ML Goodput Measurement

Overview

ML Goodput Measurement is a library intended to be used with Cloud TPU to log the necessary information and query a job's Goodput. It can be pip installed to import its modules, and retrieve information about a training job's overall productive Goodput. The package exposes API interfaces to log useful information from the user application and query Goodput for the job run, gain insight into the productivity of ML workloads and utilization of compute resources.
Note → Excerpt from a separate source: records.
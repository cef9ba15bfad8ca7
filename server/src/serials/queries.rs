//! Serial Registry Database Queries
//!
//! All serial-related database operations. Uses runtime queries
//! (`sqlx::query` / `sqlx::query_as`) to avoid requiring a live database at
//! compile time. Column names are quoted because the historical schema uses
//! mixed case.

use chrono::{DateTime, Utc};
use sqlx::PgPool;

use super::types::SerialRecord;

/// Look up a serial. Bounded to one row by the primary key.
pub async fn find_serial(pool: &PgPool, serial_id: &str) -> sqlx::Result<Option<SerialRecord>> {
    sqlx::query_as::<_, SerialRecord>(
        r#"
        SELECT "serialID", "Time"
        FROM "NewTable"
        WHERE "serialID" = $1
        LIMIT 1
        "#,
    )
    .bind(serial_id)
    .fetch_optional(pool)
    .await
}

/// Insert a serial with its registration timestamp.
///
/// Returns `true` when the row was inserted. `ON CONFLICT DO NOTHING` makes
/// concurrent registrations of the same serial race-free: exactly one caller
/// observes `true`, the rest fall through to the already-registered path.
pub async fn insert_serial(
    pool: &PgPool,
    serial_id: &str,
    registered_at: DateTime<Utc>,
) -> sqlx::Result<bool> {
    let result = sqlx::query(
        r#"
        INSERT INTO "NewTable" ("serialID", "Time")
        VALUES ($1, $2)
        ON CONFLICT ("serialID") DO NOTHING
        "#,
    )
    .bind(serial_id)
    .bind(registered_at)
    .execute(pool)
    .await?;

    Ok(result.rows_affected() > 0)
}

/// Delete a serial. Returns `true` when a row was removed.
pub async fn delete_serial(pool: &PgPool, serial_id: &str) -> sqlx::Result<bool> {
    let result = sqlx::query(r#"DELETE FROM "NewTable" WHERE "serialID" = $1"#)
        .bind(serial_id)
        .execute(pool)
        .await?;

    Ok(result.rows_affected() > 0)
}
The package also exposes Goodput Monitoring APIs which allow asynchronous query and export of the job's Goodput to Tensorboard with configurable upload interval.

Components

The ML Goodput Measurement library consists of the following main components:

  • GoodputRecorder

  • GoodputCalculator

  • GoodputMonitor

The GoodputRecorder exposes APIs to the client to export key timestamps while a training job makes progress, namely APIs that allow logging of productive step time and total job run time. The library will serialize and store this data in Google Cloud Logging.

The GoodputCalculator exposes APIs to compute Goodput based on the recorded data. Cloud Logging handles its internal operations asynchronously. The recommended way to compute Goodput is to run an analysis program separate from the training application, either on a CPU instance or on the users' development machine.
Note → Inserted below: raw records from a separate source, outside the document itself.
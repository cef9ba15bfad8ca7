//! Serial Registration Domain
//!
//! Classifies inbound text into commands, runs the lookup/register/delete
//! decision against the database, and produces the reply text.

pub mod classify;
pub mod engine;
pub mod queries;
pub mod types;

pub use classify::classify_event;
pub use engine::handle_command;
pub use types::{Command, SerialRecord};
The GoodputMonitor exposes APIs to query and upload goodput data to Tensorboard asynchronously. It does this by instantiating a GoodputCaluclator under the hood.

Installation

To install the ML Goodput Measurement package, run the following command on TPU VM:

pip install ml-goodput-measurement

Usage

The usage of this package requires the setup of a Google Cloud project with billing enabled to properly use Google Cloud Logging. If you don't have a Google Cloud project, or if you don't have billing enabled for your Google Cloud project, then do the following:

  1. In the Google Cloud console, on the project selector page, select or create a Google Cloud project.

  2. Make sure that billing is enabled for your Google Cloud project. Instructions can be found here

To run your training on Cloud TPU, set up the Cloud TPU environment by following instructions here.
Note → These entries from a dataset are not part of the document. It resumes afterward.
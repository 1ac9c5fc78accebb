use serde::{Deserialize, Serialize};
use std::fmt;
use std::str::FromStr;
use uuid::Uuid;

macro_rules! branded_id {
    ($name:ident, $prefix:expr) => {
        #[derive(Clone, Debug, Hash, Eq, PartialEq, Serialize, Deserialize)]
        #[serde(transparent)]
        pub struct $name(String);

        impl $name {
            pub fn new() -> Self {
                Self(format!("{}_{}", $prefix, Uuid::now_v7()))
            }

            pub fn from_raw(s: impl Into<String>) -> Self {
                Self(s.into())
            }

            pub fn as_str(&self) -> &str {
                &self.0
            }
        }

        impl Default for $name {
            fn default() -> Self {
                Self::new()
            }
        }

        impl fmt::Display for $name {
            fn fmt(&self, f: &mut fmt::Formatter<'_>) -> fmt::Result {
                f.write_str(&self.0)
            }
        }

        impl FromStr for $name {
            type Err = std::convert::Infallible;
            fn from_str(s: &str) -> Result<Self, Self::Err> {
                Ok(Self(s.to_owned()))
            }
        }

        impl AsRef<str> for $name {
            fn as_ref(&self) -> &str {
                &self.0
            }
        }
    };
}

// Routes run events to the observer that started the run.
branded_id!(CorrelationToken, "run");

/// Store-assigned job identifier. Monotonically increasing.
#[derive(Clone, Copy, Debug, Hash, Eq, PartialEq, Ord, PartialOrd, Serialize, Deserialize)]
#[serde(transparent)]
pub struct JobId(pub i64);

impl JobId {
    pub fn get(self) -> i64 {
        self.0
    }
}

impl fmt::Display for JobId {
    fn fmt(&self, f: &mut fmt::Formatter<'_>) -> fmt::Result {
        write!(f, "{}", self.0)
    }
}

impl FromStr for JobId {
    type Err = std::num::ParseIntError;
    fn from_str(s: &str) -> Result<Self, Self::Err> {
        s.parse().map(Self)
    }
}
To learn more about Google Cloud Logging, visit this page.

Import

To use this package, import the goodput module:

from ml_goodput_measurement import goodput

Define the name of the Google Cloud Logging logger.

Create a run-specific logger name where Cloud Logging entries can be written to and read from.

For example:

goodput_logger_name = f'goodput_{config.run_name}'

Create a GoodputRecorder object

Next, create a recorder object with the following parameters:

  1. job_name: The full run name of the job.
  2. logger_name: The name of the Cloud Logging logger object (created in the previous step).
  3. logging_enabled: Whether or not this process has Cloud Logging enabled.

NOTE: For a multi-worker setup, please ensure that only one worker writes the logs to avoid the duplication. In JAX, for example, the check could be if jax.process_index() == 0

NOTE: logging_enabled defaults to False and Goodput computations cannot be completed if no logs are ever written.

For example:

goodput_recorder = goodput.GoodputRecorder(job_name=config.run_name, logger_name=goodput_logger_name, logging_enabled=(jax.process_index() == 0))

Record Data with GoodputRecorder

Record Job Start and End Time

Use the recorder object to record the job's overall start and end time.

For example:

def main(argv: Sequence[str]) -> None:
# Initialize configs…
goodput_recorder.record_job_start_time(datetime.datetime.now())
# TPU Initialization and device scanning…
# Set up other things for the main training loop…
# Main training loop
train_loop(config)
goodput_recorder.record_job_end_time(datetime.datetime.now())

Record Step Time

Use the recorder object to record a step's start time using record_step_start_time(step_count):

For example:

def train_loop(config, state=None):
# Set up mesh, model, state, checkpoint manager…

# Initialize functional train arguments and model parameters…

# Define the compilation

for step in np.arange(start_step, config.steps):
  goodput_recorder.record_step_start_time(step)
  # Training step…

return state

Retrieve Goodput with GoodputCalculator

In order to retrieve the Goodput of a job run, all you need to do is instantiate a GoodputCalculator object with the job's run name and the Cloud Logging logger name used to record data for that job run. Then call the get_job_goodput API to get the computed Goodput for the job run.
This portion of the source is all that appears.